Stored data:
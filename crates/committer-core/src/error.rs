use std::path::PathBuf;

use crate::types::Revision;

/// Errors that can occur while turning a diff into commits.
///
/// Library crates return this type directly; the binary renders it through
/// `miette` at the boundary.
///
/// # Examples
///
/// ```
/// use committer_core::CommitterError;
///
/// let err = CommitterError::Config("wrap_width must be positive".into());
/// assert!(err.to_string().contains("wrap_width"));
/// ```
#[derive(Debug, thiserror::Error, miette::Diagnostic)]
pub enum CommitterError {
    /// Filesystem I/O failure.
    #[error("IO error: {0}")]
    Io(#[from] std::io::Error),

    /// Invalid or missing configuration.
    #[error("configuration error: {0}")]
    Config(String),

    /// Repository discovery or inspection failure.
    #[error("git error: {0}")]
    #[diagnostic(help("run committer from inside a non-bare git checkout"))]
    Git(String),

    /// A git subprocess exited unsuccessfully.
    #[error("`{command}` failed: {detail}")]
    #[diagnostic(help(
        "the index was left as-is; inspect it with `git diff --cached` before re-running"
    ))]
    GitCommand {
        /// The command line that failed.
        command: String,
        /// Exit status and captured stderr.
        detail: String,
    },

    /// Malformed diff output.
    #[error("parse error: {0}")]
    Parse(String),

    /// A top-level form could not be read.
    #[error("cannot read S-expression in {} ({revision}) at line {line}: {message}", .file.display())]
    Syntax {
        /// File being read.
        file: PathBuf,
        /// Revision the text came from.
        revision: Revision,
        /// Line where reading failed.
        line: usize,
        /// Reader diagnostic.
        message: String,
    },

    /// A change sits outside any top-level definition.
    #[error("no top-level definition encloses line {line} of {} ({revision})", .file.display())]
    #[diagnostic(help("commit changes outside definitions by hand, then re-run committer"))]
    NoEnclosingDefinition {
        /// File containing the change.
        file: PathBuf,
        /// Line that was looked up.
        line: u32,
        /// Revision that was searched.
        revision: Revision,
    },

    /// The enclosing form does not name what it defines.
    #[error("the form at line {line} of {} does not name a definition", .file.display())]
    UnnamedDefinition {
        /// File containing the form.
        file: PathBuf,
        /// First line of the form.
        line: usize,
    },

    /// JSON serialization failure.
    #[error("serialization error: {0}")]
    Serialization(#[from] serde_json::Error),

    /// TOML deserialization failure.
    #[error("TOML parse error: {0}")]
    Toml(#[from] toml::de::Error),
}
//! Git access for committer.
//!
//! The pipeline talks to git only through the [`Vcs`] trait. [`GitCli`]
//! implements it by running the `git` executable against a work tree found
//! with `git2`.

pub mod vcs;

pub use vcs::{GitCli, Vcs};
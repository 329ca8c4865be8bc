use std::path::PathBuf;

use committer_core::{CommitterError, Hunk};
use tracing::warn;

/// Mode assumed for a created file whose diff carries no `new file mode` line.
const DEFAULT_FILE_MODE: &str = "100644";

/// Parse a unified diff (as produced by `git diff`) into a flat, ordered list
/// of [`Hunk`]s.
///
/// A hunk is flagged as introducing a definition when one of its added lines
/// starts with `definition_prefix` right after the `+` marker; module
/// declarations do not count. Hunks of deleted files and binary sections are
/// dropped. Paths quoted by `core.quotePath` are decoded.
///
/// # Errors
///
/// Returns [`CommitterError::Parse`] if a hunk header is malformed or a hunk
/// appears before any file header.
///
/// # Examples
///
/// ```
/// use committer_difflens::parser::parse_hunks;
///
/// let diff = "diff --git a/nongnu/packages/foo.scm b/nongnu/packages/foo.scm\n\
///             --- a/nongnu/packages/foo.scm\n\
///             +++ b/nongnu/packages/foo.scm\n\
///             @@ -9,2 +9,2 @@\n\
///             \x20  (name \"foo\")\n\
///             -  (version \"1.0\")\n\
///             +  (version \"1.1\")\n";
/// let hunks = parse_hunks(diff, "(define").unwrap();
/// assert_eq!(hunks.len(), 1);
/// assert_eq!(hunks[0].old_start, 9);
/// assert!(!hunks[0].introduces_definition);
/// ```
pub fn parse_hunks(input: &str, definition_prefix: &str) -> Result<Vec<Hunk>, CommitterError> {
    let mut hunks: Vec<Hunk> = Vec::new();
    let mut file = FileState::default();
    let mut current: Option<PendingHunk> = None;

    for line in input.lines() {
        if let Some(pending) = current.as_mut() {
            if pending.expects_more() {
                pending.push(line, definition_prefix)?;
                continue;
            }
            if line.starts_with('\\') {
                pending.hunk.lines.push(line.to_string());
                continue;
            }
        }
        flush_hunk(&mut hunks, &file, &mut current);

        if line.starts_with("diff --git ") {
            file = FileState::default();
            continue;
        }

        if let Some(mode) = line.strip_prefix("new file mode ") {
            file.new_file_mode = Some(mode.trim().to_string());
            continue;
        }

        if line.starts_with("deleted file mode") {
            file.is_deleted_file = true;
            continue;
        }

        if line.starts_with("Binary files ") && line.ends_with(" differ") {
            file.is_binary = true;
            continue;
        }

        if let Some(path) = line.strip_prefix("--- ") {
            if parse_path(path).is_none() && file.new_file_mode.is_none() {
                file.new_file_mode = Some(DEFAULT_FILE_MODE.to_string());
            }
            continue;
        }

        if let Some(path) = line.strip_prefix("+++ ") {
            match parse_path(path) {
                Some(p) => file.path = Some(p),
                None => file.is_deleted_file = true,
            }
            continue;
        }

        if line.starts_with("@@ ") {
            let file_path = file
                .path
                .clone()
                .or_else(|| file.is_deleted_file.then(PathBuf::new))
                .ok_or_else(|| {
                    CommitterError::Parse(format!("hunk before any file header: {line}"))
                })?;
            let header = parse_hunk_header(line)?;
            current = Some(PendingHunk {
                hunk: Hunk {
                    file_path,
                    new_file_mode: file.new_file_mode.clone(),
                    old_start: header.old_start,
                    new_start: header.new_start,
                    header: line.to_string(),
                    lines: Vec::new(),
                    introduces_definition: false,
                },
                old_remaining: header.old_lines,
                new_remaining: header.new_lines,
            });
        }
    }

    flush_hunk(&mut hunks, &file, &mut current);
    Ok(hunks)
}

#[derive(Default)]
struct FileState {
    path: Option<PathBuf>,
    new_file_mode: Option<String>,
    is_deleted_file: bool,
    is_binary: bool,
}

struct PendingHunk {
    hunk: Hunk,
    old_remaining: u32,
    new_remaining: u32,
}

impl PendingHunk {
    fn expects_more(&self) -> bool {
        self.old_remaining > 0 || self.new_remaining > 0
    }

    fn push(&mut self, line: &str, definition_prefix: &str) -> Result<(), CommitterError> {
        if let Some(rest) = line.strip_prefix('+') {
            self.new_remaining = self.new_remaining.saturating_sub(1);
            if Hunk::starts_definition(rest, definition_prefix) {
                self.hunk.introduces_definition = true;
            }
        } else if line.starts_with('-') {
            self.old_remaining = self.old_remaining.saturating_sub(1);
        } else if line.starts_with(' ') || line.is_empty() {
            self.old_remaining = self.old_remaining.saturating_sub(1);
            self.new_remaining = self.new_remaining.saturating_sub(1);
        } else if !line.starts_with('\\') {
            return Err(CommitterError::Parse(format!(
                "unexpected line inside hunk {}: {line}",
                self.hunk.header
            )));
        }

        // Blank context lines lose their marker when diffs travel by mail.
        let stored = if line.is_empty() { " " } else { line };
        self.hunk.lines.push(stored.to_string());
        Ok(())
    }
}

fn flush_hunk(hunks: &mut Vec<Hunk>, file: &FileState, pending: &mut Option<PendingHunk>) {
    let Some(p) = pending.take() else {
        return;
    };
    if file.is_binary {
        return;
    }
    if file.is_deleted_file {
        warn!(header = %p.hunk.header, "skipping hunk of a deleted file");
        return;
    }
    hunks.push(p.hunk);
}

/// Strip quoting and the `a/`/`b/` prefixes. Returns `None` for `/dev/null`.
fn parse_path(raw: &str) -> Option<PathBuf> {
    // git appends a tab and timestamp in some modes.
    let raw = raw.split('\t').next().unwrap_or(raw);
    let unquoted = unquote_c_style(raw);
    let normalized = unquoted.as_str();

    if normalized == "/dev/null" {
        return None;
    }

    let stripped = normalized
        .strip_prefix("a/")
        .or_else(|| normalized.strip_prefix("b/"))
        .unwrap_or(normalized);

    Some(PathBuf::from(stripped))
}

/// Decode a path git quoted C-style: surrounding double quotes, backslash
/// escapes, and non-ASCII bytes as three-digit octal. Unquoted input is
/// returned as is.
fn unquote_c_style(raw: &str) -> String {
    let Some(inner) = raw
        .strip_prefix('"')
        .and_then(|r| r.strip_suffix('"'))
    else {
        return raw.to_string();
    };

    let mut bytes = Vec::with_capacity(inner.len());
    let mut rest = inner.as_bytes();
    while let Some((&b, tail)) = rest.split_first() {
        rest = tail;
        if b != b'\\' {
            bytes.push(b);
            continue;
        }
        let Some((&esc, tail)) = rest.split_first() else {
            bytes.push(b'\\');
            break;
        };
        rest = tail;
        let decoded = match esc {
            b'a' => 0x07,
            b'b' => 0x08,
            b't' => b'\t',
            b'n' => b'\n',
            b'v' => 0x0b,
            b'f' => 0x0c,
            b'r' => b'\r',
            b'0'..=b'3' if rest.len() >= 2 && rest[..2].iter().all(|d| (b'0'..=b'7').contains(d)) => {
                let value = (esc - b'0') * 64 + (rest[0] - b'0') * 8 + (rest[1] - b'0');
                rest = &rest[2..];
                value
            }
            other => other,
        };
        bytes.push(decoded);
    }
    String::from_utf8_lossy(&bytes).into_owned()
}

struct HunkHeader {
    old_start: u32,
    old_lines: u32,
    new_start: u32,
    new_lines: u32,
}

fn parse_hunk_header(line: &str) -> Result<HunkHeader, CommitterError> {
    let inner = line
        .strip_prefix("@@ ")
        .and_then(|s| {
            let end = s.find(" @@")?;
            Some(&s[..end])
        })
        .ok_or_else(|| CommitterError::Parse(format!("invalid hunk header: {line}")))?;

    let parts: Vec<&str> = inner.split(' ').collect();
    if parts.len() != 2 || !parts[0].starts_with('-') || !parts[1].starts_with('+') {
        return Err(CommitterError::Parse(format!("invalid hunk header: {line}")));
    }

    let (old_start, old_lines) = parse_range(parts[0], line)?;
    let (new_start, new_lines) = parse_range(parts[1], line)?;

    Ok(HunkHeader {
        old_start,
        old_lines,
        new_start,
        new_lines,
    })
}

/// Parse `-12,3` / `+5` into `(start, count)`. The start is the absolute value
/// of the signed first number; the count defaults to 1.
fn parse_range(range: &str, context: &str) -> Result<(u32, u32), CommitterError> {
    let (start, count) = match range.split_once(',') {
        Some((start, count)) => (start, Some(count)),
        None => (range, None),
    };
    let s: i64 = start
        .parse()
        .map_err(|_| CommitterError::Parse(format!("invalid range number in: {context}")))?;
    let s = u32::try_from(s.unsigned_abs())
        .map_err(|_| CommitterError::Parse(format!("range number too large in: {context}")))?;
    let c = match count {
        Some(c) => c
            .parse()
            .map_err(|_| CommitterError::Parse(format!("invalid range count in: {context}")))?,
        None => 1,
    };
    Ok((s, c))
}
/// Join items the way English prose does: `a`, `a and b`, `a, b, and c`.
///
/// # Examples
///
/// ```
/// use committer_changelog::clause::listify;
///
/// assert_eq!(listify(&["x"]), "x");
/// assert_eq!(listify(&["x", "y"]), "x and y");
/// assert_eq!(listify(&["x", "y", "z"]), "x, y, and z");
/// ```
pub fn listify<S: AsRef<str>>(items: &[S]) -> String {
    match items {
        [] => String::new(),
        [one] => one.as_ref().to_string(),
        [one, two] => format!("{} and {}", one.as_ref(), two.as_ref()),
        [init @ .., last] => {
            let init: Vec<&str> = init.iter().map(AsRef::as_ref).collect();
            format!("{}, and {}", init.join(", "), last.as_ref())
        }
    }
}

/// Entries removed and added between two versions of a list field.
///
/// Both sides keep the order in which entries appear in their own list.
#[derive(Debug, Clone, PartialEq, Eq)]
pub struct EntryChanges {
    /// In the old list but not the new one.
    pub removed: Vec<String>,
    /// In the new list but not the old one.
    pub added: Vec<String>,
}

impl EntryChanges {
    /// Compute the set differences between `old` and `new`.
    pub fn between(old: &[String], new: &[String]) -> Self {
        let removed = old.iter().filter(|e| !new.contains(e)).cloned().collect();
        let added = new.iter().filter(|e| !old.contains(e)).cloned().collect();
        Self { removed, added }
    }

    /// Whether the entries are the same set on both sides.
    pub fn is_empty(&self) -> bool {
        self.removed.is_empty() && self.added.is_empty()
    }

    /// Render as a ChangeLog clause, or `None` when nothing was added or
    /// removed (a pure reordering).
    ///
    /// # Examples
    ///
    /// ```
    /// use committer_changelog::clause::EntryChanges;
    ///
    /// let old = vec!["x".to_string(), "y".to_string()];
    /// let new = vec!["x".to_string(), "y".to_string(), "z".to_string()];
    /// assert_eq!(EntryChanges::between(&old, &new).clause().as_deref(), Some("Add z."));
    /// ```
    pub fn clause(&self) -> Option<String> {
        match (self.removed.is_empty(), self.added.is_empty()) {
            (true, true) => None,
            (true, false) => Some(format!("Add {}.", listify(&self.added))),
            (false, true) => Some(format!("Remove {}.", listify(&self.removed))),
            (false, false) => Some(format!(
                "Remove {}; add {}.",
                listify(&self.removed),
                listify(&self.added)
            )),
        }
    }
}

/// Clause describing how a list field changed, if it did.
pub fn field_change_clause(old: &[String], new: &[String]) -> Option<String> {
    if old == new {
        return None;
    }
    EntryChanges::between(old, new).clause()
}

#[cfg(test)]
mod tests {
    use super::*;

    fn list(items: &[&str]) -> Vec<String> {
        items.iter().map(|s| s.to_string()).collect()
    }

    #[test]
    fn listify_four_items() {
        assert_eq!(listify(&["a", "b", "c", "d"]), "a, b, c, and d");
    }

    #[test]
    fn listify_empty() {
        assert_eq!(listify::<&str>(&[]), "");
    }

    #[test]
    fn adding_one_entry() {
        let clause = field_change_clause(&list(&["x", "y"]), &list(&["x", "y", "z"]));
        assert_eq!(clause.as_deref(), Some("Add z."));
    }

    #[test]
    fn removing_two_entries() {
        let clause = field_change_clause(&list(&["x", "y", "z"]), &list(&["x"]));
        assert_eq!(clause.as_deref(), Some("Remove y and z."));
    }

    #[test]
    fn removing_three_entries() {
        let clause = field_change_clause(&list(&["a", "b", "c", "d"]), &list(&["d"]));
        assert_eq!(clause.as_deref(), Some("Remove a, b, and c."));
    }

    #[test]
    fn adding_two_entries_to_empty() {
        let clause = field_change_clause(&[], &list(&["a", "b"]));
        assert_eq!(clause.as_deref(), Some("Add a and b."));
    }

    #[test]
    fn remove_and_add() {
        let clause = field_change_clause(&list(&["a", "b"]), &list(&["b", "c"]));
        assert_eq!(clause.as_deref(), Some("Remove a; add c."));
    }

    #[test]
    fn diffing_is_symmetric() {
        let a = list(&["gtk", "glib", "zlib"]);
        let b = list(&["glib", "openssl", "curl"]);
        let forward = EntryChanges::between(&a, &b);
        let backward = EntryChanges::between(&b, &a);
        assert_eq!(forward.removed, backward.added);
        assert_eq!(forward.added, backward.removed);
        assert_eq!(
            forward.clause().as_deref(),
            Some("Remove gtk and zlib; add openssl and curl.")
        );
        assert_eq!(
            backward.clause().as_deref(),
            Some("Remove openssl and curl; add gtk and zlib.")
        );
    }

    #[test]
    fn reordering_yields_no_clause() {
        let clause = field_change_clause(&list(&["a", "b"]), &list(&["b", "a"]));
        assert_eq!(clause, None);
    }

    #[test]
    fn unchanged_yields_no_clause() {
        assert_eq!(field_change_clause(&list(&["a"]), &list(&["a"])), None);
    }
}
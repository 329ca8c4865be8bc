use std::io::IsTerminal;
use std::path::{Path, PathBuf};

use clap::{Parser, ValueEnum};
use miette::{IntoDiagnostic, Result};
use tracing_subscriber::EnvFilter;

use committer_changelog::MessageOverride;
use committer_core::{CommitterConfig, CommitterError, OutputFormat};
use committer_git::GitCli;
use committer_pipeline::{Committer, RunReport};

const DEFAULT_CONFIG: &str = ".committer.toml";

#[derive(Parser)]
#[command(
    name = "committer",
    version,
    about = "Commit channel changes one definition at a time",
    long_about = "Split the unstaged changes of a package channel into one commit per\n\
                   top-level definition, each with a ChangeLog-style message.\n\n\
                   New definitions are committed first, then every remaining change.\n\
                   Added copyright lines are folded into the previous commit.\n\n\
                   Examples:\n  \
                     committer                                   Derive every message\n  \
                     committer 'Fix build'                       Same message for every commit\n  \
                     committer 'Fix build' '[arguments]: Fix build.'  Separate ChangeLog text\n  \
                     committer --dry-run --format json           Show the plan as JSON"
)]
struct Cli {
    /// Commit summary to use instead of a derived one
    message: Option<String>,

    /// ChangeLog text for the body (default: MESSAGE)
    changelog: Option<String>,

    /// Path to configuration file (default: .committer.toml)
    #[arg(long)]
    config: Option<PathBuf>,

    /// Print the planned commits without staging or committing
    #[arg(long)]
    dry_run: bool,

    /// Output format
    #[arg(
        long,
        default_value = "text",
        long_help = "Output format for the commits made or planned.\n\n\
                       Formats:\n  \
                         text  Commit messages as written to git (default)\n  \
                         json  Machine-readable JSON with camelCase keys"
    )]
    format: OutputFormat,

    /// Enable debug logging
    #[arg(long, short)]
    verbose: bool,

    /// When to use colors
    #[arg(long, default_value = "auto")]
    color: ColorChoice,
}

#[derive(Clone, Copy, ValueEnum)]
enum ColorChoice {
    Auto,
    Always,
    Never,
}

fn load_config(path: Option<&Path>) -> Result<CommitterConfig> {
    let config = match path {
        Some(path) => CommitterConfig::from_file(path)?,
        None => {
            let default_path = Path::new(DEFAULT_CONFIG);
            if default_path.exists() {
                CommitterConfig::from_file(default_path)?
            } else {
                CommitterConfig::default()
            }
        }
    };
    Ok(config)
}

fn init_tracing(verbose: bool, use_color: bool) {
    let filter = EnvFilter::try_from_default_env()
        .unwrap_or_else(|_| EnvFilter::new(if verbose { "debug" } else { "info" }));
    tracing_subscriber::fmt()
        .with_env_filter(filter)
        .with_writer(std::io::stderr)
        .with_ansi(use_color)
        .with_target(false)
        .init();
}

fn print_report(report: &RunReport, format: OutputFormat) -> Result<()> {
    match format {
        OutputFormat::Json => {
            let json = serde_json::to_string_pretty(report).map_err(CommitterError::from)?;
            println!("{json}");
        }
        OutputFormat::Text => {
            if let Some(amendment) = &report.amendment {
                for holder in &amendment.holders {
                    println!("Amended previous commit: copyright for {holder}");
                }
                if !report.commits.is_empty() {
                    println!();
                }
            }
            for (i, commit) in report.commits.iter().enumerate() {
                if i > 0 {
                    println!();
                }
                print!("{}", commit.message);
            }
        }
    }
    Ok(())
}

fn main() -> Result<()> {
    let cli = Cli::parse();

    let use_color = match cli.color {
        ColorChoice::Always => true,
        ColorChoice::Never => false,
        ColorChoice::Auto => std::io::stderr().is_terminal() && std::env::var("NO_COLOR").is_err(),
    };

    miette::set_hook(Box::new(move |_| {
        Box::new(
            miette::MietteHandlerOpts::new()
                .terminal_links(true)
                .color(use_color)
                .build(),
        )
    }))
    .expect("miette handler");
    human_panic::setup_panic!();
    init_tracing(cli.verbose, use_color);

    let config = load_config(cli.config.as_deref())?;
    let cwd = std::env::current_dir().into_diagnostic()?;
    let git = GitCli::discover(&cwd, &config.git.program)?;
    tracing::debug!(root = %git.root().display(), subtree = %config.channel.subtree, "starting");

    let message_override = MessageOverride::from_args(cli.message.as_deref(), cli.changelog.as_deref());
    let committer = Committer::new(&git, &config, message_override)?;

    let report = if cli.dry_run {
        committer.plan()?
    } else {
        committer.run()?
    };

    if report.is_empty() {
        eprintln!("Nothing to be done.");
    }
    print_report(&report, cli.format)
}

> [WHAT NEEDS TO BE DONE]: Across the records above, return every line that contains the word "between".

> [EXPECTED ANSWER]:
/// Entries removed and added between two versions of a list field.
    /// Compute the set differences between `old` and `new`.
    pub fn between(old: &[String], new: &[String]) -> Self {
    /// assert_eq!(EntryChanges::between(&old, &new).clause().as_deref(), Some("Add z."));
    EntryChanges::between(old, new).clause()
        let forward = EntryChanges::between(&a, &b);
        let backward = EntryChanges::between(&b, &a);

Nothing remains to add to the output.